- Task prompt
Filter these entries so that only lines with the word "ChainConfig" remain.

━━ Data to use

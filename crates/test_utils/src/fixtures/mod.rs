//! Canonical fixtures shared by the prover's tests

use alloy_primitives::{Address, Bytes, B256, B64, U256, U64};
use atlas_api::ledger::RawBlockHeader;
use atlas_types::config::{ChainConfig, ProverConfig};
use atlas_types::ibc::PathEnd;

/// The IBC host contract address used throughout the tests.
pub const HOST: Address = Address::new([0x11; 20]);
/// The IBC handler contract address used throughout the tests.
pub const HANDLER: Address = Address::new([0x22; 20]);

/// Predefined test fixtures
pub struct TestFixtures;

impl TestFixtures {
    /// A chain config pointing at the fixture contracts
    pub fn chain_config() -> ChainConfig {
        ChainConfig {
            chain_id: "map-devnet".to_string(),
            rpc_addr: "http://127.0.0.1:7445".to_string(),
            ibc_host_address: HOST,
            ibc_handler_address: HANDLER,
            request_timeout_secs: None,
        }
    }

    /// The default prover config (epoch size 1000)
    pub fn prover_config() -> ProverConfig {
        ProverConfig::default()
    }

    /// A valid path end on `transfer/channel-0`
    pub fn path_end() -> PathEnd {
        PathEnd::new("map-client-0", "connection-0", "transfer", "channel-0")
    }

    /// A raw header for block `number` with recognisable field values
    pub fn header(number: u64) -> RawBlockHeader {
        RawBlockHeader {
            parent_hash: B256::repeat_byte(0x01),
            state_root: B256::repeat_byte(0x02),
            transactions_root: B256::repeat_byte(0x03),
            receipts_root: B256::repeat_byte(0x04),
            logs_bloom: Bytes::from(vec![0u8; 256]),
            number: U64::from(number),
            gas_limit: U64::from(30_000_000u64),
            gas_used: U64::from(21_000u64),
            timestamp: U64::from(1_700_000_000u64 + number),
            extra_data: Bytes::from_static(b"atlas"),
            mix_hash: B256::repeat_byte(0x05),
            nonce: B64::repeat_byte(0x00),
            base_fee_per_gas: Some(U256::from(7u64)),
        }
    }
}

━━━━

- Task output
use atlas_types::config::{ChainConfig, ProverConfig};
    pub fn chain_config() -> ChainConfig {
        ChainConfig {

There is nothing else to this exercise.